__Saved data entries__.
use std::net::SocketAddr;
use std::sync::Arc;

use codecamp_api::config::ServerConfig;
use codecamp_api::router::build_app_router;
use codecamp_api::state::AppState;
use codecamp_db::repositories::PgCampRepo;
use tracing_subscriber::{layer::SubscriberExt, util::SubscriberInitExt};

#[tokio::main]
async fn main() {
    dotenvy::dotenv().ok();

    // --- Tracing ---
    tracing_subscriber::registry()
        .with(
            tracing_subscriber::EnvFilter::try_from_default_env()
                .unwrap_or_else(|_| "codecamp_api=debug,codecamp_db=debug,tower_http=debug".into()),
        )
        .with(tracing_subscriber::fmt::layer())
        .init();

    // --- Configuration ---
    let config = ServerConfig::from_env();
    tracing::info!(host = %config.host, port = %config.port, "Loaded server configuration");

    // --- Database ---
    let database_url = std::env::var("DATABASE_URL").expect("DATABASE_URL must be set");

    let pool = codecamp_db::create_pool(&database_url, config.db_max_connections)
        .await
        .expect("Failed to connect to database");
    tracing::info!("Database connection pool created");

    codecamp_db::health_check(&pool)
        .await
        .expect("Database health check failed");
    tracing::info!("Database health check passed");

    codecamp_db::run_migrations(&pool)
        .await
        .expect("Failed to run database migrations");
    tracing::info!("Database migrations applied");

    // --- App state & router ---
    let state = AppState::new(Arc::new(PgCampRepo::new(pool.clone())));
    let app = build_app_router(state, &config);

    // --- Start server ---
    let addr = SocketAddr::new(
        config.host.parse().expect("Invalid HOST address"),
        config.port,
    );
    tracing::info!(%addr, "Starting server");

    let listener = tokio::net::TcpListener::bind(addr)
        .await
        .expect("Failed to bind to address");

    axum::serve(listener, app)
        .with_graceful_shutdown(shutdown_signal())
        .await
        .expect("Server error");

    pool.close().await;
    tracing::info!("Graceful shutdown complete");
}

/// Wait for a termination signal to initiate graceful shutdown.
///
/// Handles both SIGINT (Ctrl-C) and SIGTERM (on Unix) so the server
/// shuts down cleanly whether stopped interactively or by a process
/// manager.
async fn shutdown_signal() {
    let ctrl_c = async {
        tokio::signal::ctrl_c()
            .await
            .expect("Failed to install Ctrl-C handler");
    };

    #[cfg(unix)]
    let terminate = async {
        tokio::signal::unix::signal(tokio::signal::unix::SignalKind::terminate())
            .expect("Failed to install SIGTERM handler")
            .recv()
            .await;
    };

    #[cfg(not(unix))]
    let terminate = std::future::pending::<()>();

    tokio::select! {
        () = ctrl_c => {
            tracing::info!("Received SIGINT (Ctrl-C), starting graceful shutdown");
        }
        () = terminate => {
            tracing::info!("Received SIGTERM, starting graceful shutdown");
        }
    }
}
#[derive(Debug, thiserror::Error)]
pub enum CoreError {
    #[error("Could not find {entity} with {field} of {value}")]
    NotFound {
        entity: &'static str,
        field: &'static str,
        value: String,
    },

    #[error("Validation failed: {0}")]
    Validation(String),

    #[error("Conflict: {0}")]
    Conflict(String),
}

impl CoreError {
    /// Shorthand for a camp lookup by moniker that found nothing.
    pub fn camp_not_found(moniker: &str) -> Self {
        CoreError::NotFound {
            entity: "camp",
            field: "moniker",
            value: moniker.to_string(),
        }
    }
}
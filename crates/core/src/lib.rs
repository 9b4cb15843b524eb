//! Domain types and pure logic for the Code Camp API.
//!
//! Nothing in this crate touches the database or HTTP; the `db` and `api`
//! crates build on top of it.

pub mod camp;
pub mod error;
pub mod types;
//! Persistence layer for camps, talks and speakers.
//!
//! Exposes pool bootstrap helpers, the row/DTO models, and the
//! [`repositories::CampRepository`] port with its PostgreSQL and in-memory
//! implementations.

use sqlx::postgres::PgPoolOptions;

pub mod models;
pub mod repositories;

pub type DbPool = sqlx::PgPool;

/// Errors surfaced by any [`repositories::CampRepository`] implementation.
#[derive(Debug, thiserror::Error)]
pub enum DbError {
    /// A failure reported by sqlx (connectivity, constraint violation, ...).
    #[error(transparent)]
    Sqlx(#[from] sqlx::Error),

    /// A non-sqlx store could not complete the operation.
    #[error("Store unavailable: {0}")]
    Unavailable(String),
}

/// Create a connection pool from a database URL.
pub async fn create_pool(database_url: &str, max_connections: u32) -> Result<DbPool, sqlx::Error> {
    PgPoolOptions::new()
        .max_connections(max_connections)
        .connect(database_url)
        .await
}

/// Round-trip a trivial query to verify the database is reachable.
pub async fn health_check(pool: &DbPool) -> Result<(), sqlx::Error> {
    sqlx::query("SELECT 1").execute(pool).await?;
    Ok(())
}

/// Apply the embedded migrations from `crates/db/migrations`.
pub async fn run_migrations(pool: &DbPool) -> Result<(), sqlx::migrate::MigrateError> {
    sqlx::migrate!("./migrations").run(pool).await
}
use axum::extract::State;
use axum::routing::get;
use axum::{Json, Router};
use serde::Serialize;

use crate::routes::API_VERSION;
use crate::state::AppState;

#[derive(Serialize)]
struct HealthResponse {
    status: &'static str,
    version: &'static str,
    api_version: &'static str,
    db_healthy: bool,
}

async fn health_check(State(state): State<AppState>) -> Json<HealthResponse> {
    let db_healthy = match state.camps.ping().await {
        Ok(()) => true,
        Err(err) => {
            tracing::warn!(error = %err, "Health check could not reach the store");
            false
        }
    };
    Json(HealthResponse {
        status: "ok",
        version: env!("CARGO_PKG_VERSION"),
        api_version: API_VERSION,
        db_healthy,
    })
}

pub fn router() -> Router<AppState> {
    Router::new().route("/health", get(health_check))
}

__Your task__. Find and copy each line above that includes the string "CampRepository".

__Solution to this task__.
//! [`repositories::CampRepository`] port with its PostgreSQL and in-memory
/// Errors surfaced by any [`repositories::CampRepository`] implementation.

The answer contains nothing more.